In the first two cases, the model is parametric because it is fully known except for a finite number of parameters (one -the mean- in the first case, and two -the mean and the variance- in the second case). In the third and fourth case, the model is nonparametric because you need an infinite number of parameters to specify the data (you can't describe the set of all bounded or continuous data with a finite number of parameters).
In a parametric model, you have a lot more information and you can use very specific algorithms (in our example algorithms which only work for gaussian data). In the nonparametric setting, you have to use more general algorithms, since you assume way less on the data. Nothing prevents you of using general nonparametric algorithms for parametric models, they would work, but you can generally do better by using specific algorithms.

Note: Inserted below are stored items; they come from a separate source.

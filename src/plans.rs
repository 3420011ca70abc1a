//! Subscription tiers and their fixed prices.

/// Currency every [`Plan::amount`] is expressed in.
pub const PLAN_CURRENCY: &str = "USD";

/// A subscription tier.
#[derive(Debug, Clone, Copy, PartialEq)]
pub struct Plan {
    /// Platform plan identifier (`"Prime"`, `"1000"`, ...).
    pub id: &'static str,
    /// Human-readable tier name.
    pub name: &'static str,
    /// Price in [`PLAN_CURRENCY`].
    pub amount: f64,
}

/// Every known plan.
pub const PLANS: &[Plan] = &[
    Plan {
        id: "Prime",
        name: "Twitch Prime Subscription",
        amount: 4.99,
    },
    Plan {
        id: "1000",
        name: "Tier 1 Subscription",
        amount: 4.99,
    },
    Plan {
        id: "2000",
        name: "Tier 2 Subscription",
        amount: 9.99,
    },
    Plan {
        id: "3000",
        name: "Tier 3 Subscription",
        amount: 24.99,
    },
];

/// Look up a plan by identifier.
///
/// # Examples
///
/// ```
/// let plan = alertfold::plans::find("2000").unwrap();
/// assert_eq!(plan.amount, 9.99);
/// assert!(alertfold::plans::find("9999").is_none());
/// ```
pub fn find(id: &str) -> Option<&'static Plan> {
    PLANS.iter().find(|plan| plan.id == id)
}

kNN (even defined with gaussian weights) is a nonparametric algorithm devised to work for nonparametric models, i.e. very general models.
SVM are more complicated to label. Basic SVM are linear classifiers, and as such parametric algorithms. Advanced SVM can work for nonlinear data, and if you have a SVM working for data not constrained to be in a family described by a finite number of parameters, then it is  nonparametric.
PS: Like Nicolas stated, all theses algorithms, parametric or nonparametric (which refer to the model they work for) also have parameters you have to chose (for kNN, $k$, the number of nearest neighbors).